Greek religion, Greek love of beauty, and a growing spirit of nationalism found fuller and fuller expression. But it took the crisis of the Persian invasion (490-479 BC) to arouse the young, virile race to great achievements. After driving out the invaders, the Greeks suddenly, in the 5th century, reached their full stature. What the Persians had destroyed, the Greeks set to work to rebuild. Their poets sang the glories of the new epoch, and Greek genius, as shown in the great creations at Athens, came to full strength and beauty. It was then, under Pericles, that the Athenian Acropolis was restored and adorned with the matchless Parthenon, the Erechtheum, and other beautiful buildings. (See Acropolis; Athens.) There were beautiful temples in other cities of Greece too, notably that of Zeus at Olympia, which are known from descriptions by the ancient writers and from a few fragments that have been discovered in recent times. (For Greek architecture see Architecture.)

The 5th century BC was made illustrious in sculpture also by the work of three great masters, all known today in some degree by surviving works. Myron is famous for the boldness with which he fixed moments of violent action in bronze, as in his famous 'Discobolus', or Discus Thrower. There are fine copies now in Munich and in the Vatican, in Rome. The 'Doryphorus', or Spear Bearer, of Polyclitus was called by the ancients the Rule, or guide in composition. The Spear Bearer was believed to follow the true proportions of the human body perfectly.

The Great Phidias

The greatest name in Greek sculpture is that of Phidias (see Phidias). Under his direction the sculptures decorating the Parthenon were planned and executed. Some of them may have been the work of his own hand. His great masterpieces were the huge gold and ivory statue of Athena which stood within this temple and the similar one of Zeus in the temple at Olympia. They have disappeared. Some of his great genius can be seen in the remains of the sculptures of the pediments and frieze of the Parthenon. Many of them are preserved in the British Museum. They are known as the Elgin Marbles. Lord Elgin brought them from Athens in 1801-12.

The Parthenon Sculptures

These sculptures are the greatest works of Greek art that have come down to modern times. The frieze ran like a decorative band around the top of the outer walls of the temple. It is 3 feet 3 1/2 inches high and 524 feet long. The subject is the ceremonial procession of the Panathenaic Festival. The figures represent gods, priests, and elders; sacrifice bearers and sacrificial cattle; soldiers, nobles, and maidens. They stand out in low relief from an un-detailed background. All are vividly alive and beautifully composed within the narrow band. The horses and their riders are particularly graceful. Their bodies seem to press forward in rhythmical movement.

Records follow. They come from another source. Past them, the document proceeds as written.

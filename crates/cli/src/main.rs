// SPDX-License-Identifier: BUSL-1.1
// Copyright (c) 2026 Alfred Jean LLC

//! Operator CLI for the control plane daemon: a thin wrapper over the
//! admin socket for status, project listing, and forced reconciliation.
//! End users drive the control plane through the browser gateway, not
//! this binary — `scp` is for whoever is running the daemon.

mod client;
mod color;
mod commands;
mod output;

use clap::{Parser, Subcommand};
use output::OutputFormat;

#[derive(Parser)]
#[command(
    name = "scp",
    version = concat!(env!("CARGO_PKG_VERSION"), "+", env!("BUILD_GIT_HASH")),
    about = "Control plane operator CLI",
    styles = color::styles()
)]
struct Cli {
    #[arg(long, value_enum, global = true, default_value_t = OutputFormat::Text)]
    output: OutputFormat,

    #[command(subcommand)]
    command: Command,
}

#[derive(Subcommand)]
enum Command {
    /// Show how many projects the daemon is tracking
    Status,
    /// List every project known to the daemon's registry
    Projects,
    /// Force a project's status to reconcile against its sandbox
    Reconcile {
        /// Project id, e.g. `proj_...`
        project_id: String,
    },
}

#[tokio::main]
async fn main() -> anyhow::Result<()> {
    let cli = Cli::parse();

    match cli.command {
        Command::Status => commands::status::handle(cli.output).await,
        Command::Projects => commands::projects::handle(cli.output).await,
        Command::Reconcile { project_id } => commands::reconcile::handle(project_id, cli.output).await,
    }
}
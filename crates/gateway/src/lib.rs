// SPDX-License-Identifier: BUSL-1.1
// Copyright (c) 2026 Alfred Jean LLC

//! Client Gateway (§4.6): the WebSocket-facing dispatcher. Accepts one
//! task per browser connection (grounded on the teacher's
//! `listener::{Listener, ListenCtx, handle_connection}` accept loop),
//! maintains `sandboxSubscribers: sandboxId -> set<clientId>`, and fans
//! both orchestrator events and raw bridge traffic into the right sockets.

// Allow panic!/unwrap/expect in test code
#![cfg_attr(test, allow(clippy::panic))]
#![cfg_attr(test, allow(clippy::unwrap_used))]
#![cfg_attr(test, allow(clippy::expect_used))]

mod commands;
mod connection;
mod fanout;

use parking_lot::Mutex;
use scp_core::{ClientId, EventBus, ProjectId, SandboxId};
use scp_manager::{ManagerHandle, SandboxManager};
use scp_orchestrator::Orchestrator;
use scp_provider::SandboxProvider;
use scp_registry::Registry;
use scp_wire::browser::Outbound;
use std::collections::{HashMap, HashSet};
use std::sync::Arc;
use std::time::Duration;
use thiserror::Error;
use tokio::net::TcpListener;
use tokio::sync::mpsc;

const DEFAULT_OPERATION_TIMEOUT: Duration = Duration::from_secs(10);

#[derive(Debug, Error)]
pub enum GatewayError {
    #[error("io error: {0}")]
    Io(#[from] std::io::Error),
}

/// Shared state for every connection this gateway instance serves.
pub(crate) struct GatewayCtx {
    registry: Arc<Registry>,
    manager: Arc<SandboxManager>,
    orchestrator: Arc<Orchestrator>,
    provider: Arc<dyn SandboxProvider>,
    events: EventBus,
    snapshot_name: String,
    operation_timeout: Duration,
    clients: Mutex<HashMap<ClientId, mpsc::Sender<Outbound>>>,
    sandbox_subscribers: Mutex<HashMap<SandboxId, HashSet<ClientId>>>,
    /// Clears and re-binds when the manager's generation changes (§5).
    bound_generation: Mutex<Option<ManagerHandle>>,
}

impl GatewayCtx {
    fn register_client(&self, client_id: ClientId, tx: mpsc::Sender<Outbound>) {
        self.clients.lock().insert(client_id, tx);
    }

    fn unregister_client(&self, client_id: ClientId) {
        self.clients.lock().remove(&client_id);
        let mut subs = self.sandbox_subscribers.lock();
        for set in subs.values_mut() {
            set.remove(&client_id);
        }
        subs.retain(|_, set| !set.is_empty());
    }

    fn subscribe_sandbox(&self, sandbox_id: SandboxId, client_id: ClientId) {
        self.sandbox_subscribers.lock().entry(sandbox_id).or_default().insert(client_id);
    }

    fn send_to(&self, client_id: ClientId, message: Outbound) {
        if let Some(tx) = self.clients.lock().get(&client_id) {
            let _ = tx.try_send(message);
        }
    }

    fn broadcast_all(&self, message: Outbound) {
        for tx in self.clients.lock().values() {
            let _ = tx.try_send(message.clone());
        }
    }

    fn broadcast_sandbox(&self, sandbox_id: SandboxId, message: Outbound) {
        let targets: Vec<ClientId> = self
            .sandbox_subscribers
            .lock()
            .get(&sandbox_id)
            .map(|set| set.iter().copied().collect())
            .unwrap_or_default();
        let clients = self.clients.lock();
        for client_id in targets {
            if let Some(tx) = clients.get(&client_id) {
                let _ = tx.try_send(message.clone());
            }
        }
    }

    fn project_sandbox(&self, project_id: ProjectId) -> Option<SandboxId> {
        self.registry.get(project_id).and_then(|p| p.sandbox_id)
    }
}

/// Accepts browser WebSocket connections and dispatches their commands.
pub struct Gateway {
    ctx: Arc<GatewayCtx>,
}

impl Gateway {
    pub fn new(
        registry: Arc<Registry>,
        manager: Arc<SandboxManager>,
        orchestrator: Arc<Orchestrator>,
        events: EventBus,
        snapshot_name: impl Into<String>,
    ) -> Self {
        Self::with_operation_timeout(
            registry,
            manager,
            orchestrator,
            events,
            snapshot_name,
            DEFAULT_OPERATION_TIMEOUT,
        )
    }

    pub fn with_operation_timeout(
        registry: Arc<Registry>,
        manager: Arc<SandboxManager>,
        orchestrator: Arc<Orchestrator>,
        events: EventBus,
        snapshot_name: impl Into<String>,
        operation_timeout: Duration,
    ) -> Self {
        let provider = registry.provider();
        let ctx = Arc::new(GatewayCtx {
            registry,
            manager,
            orchestrator,
            provider,
            events,
            snapshot_name: snapshot_name.into(),
            operation_timeout,
            clients: Mutex::new(HashMap::new()),
            sandbox_subscribers: Mutex::new(HashMap::new()),
            bound_generation: Mutex::new(None),
        });
        Self { ctx }
    }

    /// Run the accept loop until the listener errors or the process exits.
    /// Spawns the event-bus and bridge-event fan-out tasks once, then one
    /// task per accepted connection.
    pub async fn run(self, listener: TcpListener) -> Result<(), GatewayError> {
        fanout::spawn_event_fanout(Arc::clone(&self.ctx));
        fanout::ensure_bridge_fanout_bound(&self.ctx);

        loop {
            let (stream, addr) = listener.accept().await?;
            tracing::debug!(%addr, "browser connection accepted");
            let ctx = Arc::clone(&self.ctx);
            tokio::spawn(async move {
                if let Err(e) = connection::handle_connection(stream, ctx).await {
                    tracing::debug!(%e, "browser connection ended");
                }
            });
        }
    }
}

#[cfg(test)]
#[path = "lib_tests.rs"]
mod tests;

Around the outside of the portico above the columns were 92 almost square panels known as the metopes. Each panel depicted two figures in combat.

In the east and west triangular pediments were groups of figures judged to be the world's greatest examples of monumental sculpture. The problem of composing figures in the triangular space of a low pediment was most skillfully solved.

The east pediment represented the contest of Athena and Poseidon over the site of Athens. The west pediment illustrated the miraculous birth of Athena out of the head of Zeus. The use of color and of bronze accessories enhanced the beauty of the pediment groups.

Later Greek Sculptures

The 'Aphrodite' of Melos, commonly known as the 'Venus de Milo', is a beautiful marble statue now exhibited in the Louvre, Paris. Nothing is known of its sculptor. Experts date it between 200 and 100 BC.